Cuando escucho las intervenciones públicas de destacados líderes del Partido Popular criticando la gestión del Gobierno, más de una vez me he preguntado, ¿son bots?

Un bot –abreviatura de robot– es un programa informático preparado para realizar tareas repetitivas a través de Internet, como si se tratase de un humano, es decir, dotado de cierta inteligencia artificial. Un bot social es la variante que se usa en las redes sociales para generar mensajes automáticamente. La mayoría de los partidos políticos, los servicios de espionaje de algunos países, numerosas empresas y simples particulares utilizan cientos de miles de bots para apoyar campañas comerciales o políticas, haciéndose pasar por cuentas seguidoras de ciertas cuentas, o tratando ellos mismos de recopilar seguidores. Por ejemplo, en la campaña estadounidense de 2016, en la que resultó elegido Donald Trump, se calcula que los bots fueron responsables del 20% del tráfico en Twitter relacionado con dicha campaña.

Al tratarse de un programa, las respuestas del bot son totalmente previsibles. Con el fin de hacerse pasar por humanos, el programa varía la forma de expresar los diferentes mensajes, pero la esencia de los mismos es siempre igual: apoyar al candidato o el producto comercial en cuestión, o criticar a sus rivales.

Del mismo modo que si fuera un bot, cuando uno escucha, por ejemplo, a la señora Álvarez de Toledo en el Congreso, ya sabe de antemano lo que va decir. La forma puede variar, pero la esencia del mensaje es fácil de resumir: “mal, mal, muy mal”. Se refiere, por supuesto a alguna acción del Gobierno. Da igual que se trate de una compra de material, de un plan de confinamiento, o de desconfinamiento, o de unas ayudas dirigidas a empresarios.
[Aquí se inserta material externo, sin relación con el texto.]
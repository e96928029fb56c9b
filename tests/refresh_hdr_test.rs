//! HDR title suffix across a refresh of NFO-matched records.
//!
//! Uses a stand-in `ffprobe` script, so it lives in its own test binary and
//! never races other tests that spawn processes.

#![cfg(unix)]

mod common;

use common::{complete_movie, TestHarness};
use nfoforge::library::{JobKind, JobStatus};
use nfoforge::nfo::read_nfo;
use nfoforge_common::{StatusFilter, VideoCategory};
use serde_json::json;
use std::os::unix::fs::PermissionsExt;
use std::path::{Path, PathBuf};
use wiremock::matchers::{method, path};
use wiremock::{Mock, MockServer, ResponseTemplate};

/// An executable that prints an ffprobe report for one HDR10 stream.
fn hdr10_ffprobe(dir: &Path) -> PathBuf {
    let script = dir.join("ffprobe");
    std::fs::write(
        &script,
        "#!/bin/sh\necho '{\"streams\":[{\"codec_type\":\"video\",\"color_transfer\":\"smpte2084\"}]}'\n",
    )
    .unwrap();
    std::fs::set_permissions(&script, std::fs::Permissions::from_mode(0o755)).unwrap();
    script
}

async fn mount_json(server: &MockServer, route: &str, body: serde_json::Value) {
    Mock::given(method("GET"))
        .and(path(route))
        .respond_with(ResponseTemplate::new(200).set_body_json(body))
        .mount(server)
        .await;
}

#[tokio::test]
async fn test_refresh_keeps_hdr_title_suffix() {
    let server = MockServer::start().await;
    mount_json(&server, "/movie/1", json!({"id": 1, "title": "Heat"})).await;
    mount_json(&server, "/movie/1/credits", json!({"cast": [], "crew": []})).await;
    mount_json(
        &server,
        "/movie/1/images",
        json!({"posters": [], "backdrops": [], "logos": []}),
    )
    .await;

    let mut harness = TestHarness::with_provider(&server.uri());
    harness.config.tools.ffprobe_path = Some(hdr10_ffprobe(harness.dir.path()));
    let library = common::build_library(&harness.config);

    let video = complete_movie(&harness.movies(), "Heat");

    library.start_refresh(VideoCategory::Movie).unwrap();
    let snapshot = library.wait_idle(VideoCategory::Movie, JobKind::Refresh).await;

    assert_eq!(snapshot.status, JobStatus::Finished);
    assert_eq!(snapshot.summary.unwrap().succeeded, 1);

    let root = read_nfo(&video.with_extension("nfo")).unwrap();
    assert_eq!(root.child_text("title"), Some("Heat HDR10"));

    let list = library.list(VideoCategory::Movie, StatusFilter::All).unwrap();
    assert_eq!(list[0].hdr_type.label(), "HDR10");
}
Escuchar al señor Casado es igual de previsible. Si ponemos el televisor en silencio durante su intervención, no se pierde uno nada realmente relevante. Seguro que el Gobierno miente, o no ha sido lo suficientemente rápido, o está desmantelando la propiedad privada, o está invadiendo las competencias del poder judicial. El mensaje es siempre el mismo, “mal, mal, muy mal”, con diferentes adornos retóricos que dan la apariencia de provenir de un humano.

Escuchar a la señora Ayuso, Presidenta de la Comunidad de Madrid, es también previsible, pero si fuera un bot, estaría dotado de una cierta gracia porque suele adornar sus discursos con alguna salida de tono como la reciente de los menús bolivarianos que, sin dudarlo, la oposición suministraría a los niños confinados, en lugar de las exquisitas pizzas que ella les proporciona.

Pero, si vamos a su prensa afín, la previsibilidad es la misma. Las portadas del ABC, El Mundo y La Razón amanecen cada mañana plagadas de descalificaciones al Gobierno. Las palabras tergiversación, manipulación, fracaso, incompetencia y otras similares, dirigidas a la gestión del Gobierno son habituales en dichas portadas, a veces exactamente las mismas palabras y en el mismo día. Es decir, sus presuntos bots se han sincronizado más de lo debido y les han hecho perder la apariencia de imparcialidad. El mensaje es, de nuevo, el que transmiten los dirigentes del PP: “mal, mal, muy mal”. Sería quizás más barato hacer una portada permanente, tal vez plastificada para ahorrar gastos, con el objetivo final escrito en letras de molde: “váyase de una vez señor Sánchez y convoque elecciones”.

¿Para qué sirve una oposición así? Si su mensaje es permanente el mismo, haga lo que haga el Gobierno, sería más eficiente sustituir a todos esos dirigentes y periódicos por bots y nos ahorraríamos unos cuantos sueldos públicos y privados. Es legítimo aspirar al poder y es legítimo criticar al Gobierno, pero habría de hacerse conectando los mensajes con la realidad concreta de cada momento. Si los mensajes son siempre “mal, mal, muy mal”, independientemente de la realidad, resultan completamente inútiles porque quedan confundidas críticas que podrían ser útiles con otras totalmente infundadas o injustas. Por otra parte, la misión de la oposición no es solo criticar la acción del Gobierno, sino también ofrecer alternativas útiles y, si fuera posible, alternativas que mejoren las del Gobierno. Pero esto último estaría fuera del alcance de los bots, y habría de ser hecho necesariamente por humanos.

Resulta desesperante contemplar una oposición tan manifiestamente inútil en una situación tan crítica como la que estamos viviendo. Desesperante y a la vez indignante, por la miseria moral que transmite su mensaje de fondo: que les da igual lo que le pase al país con la pandemia, o con la crisis económica que vendrá después, si al final el Gobierno cae, que es de lo que realmente se trata.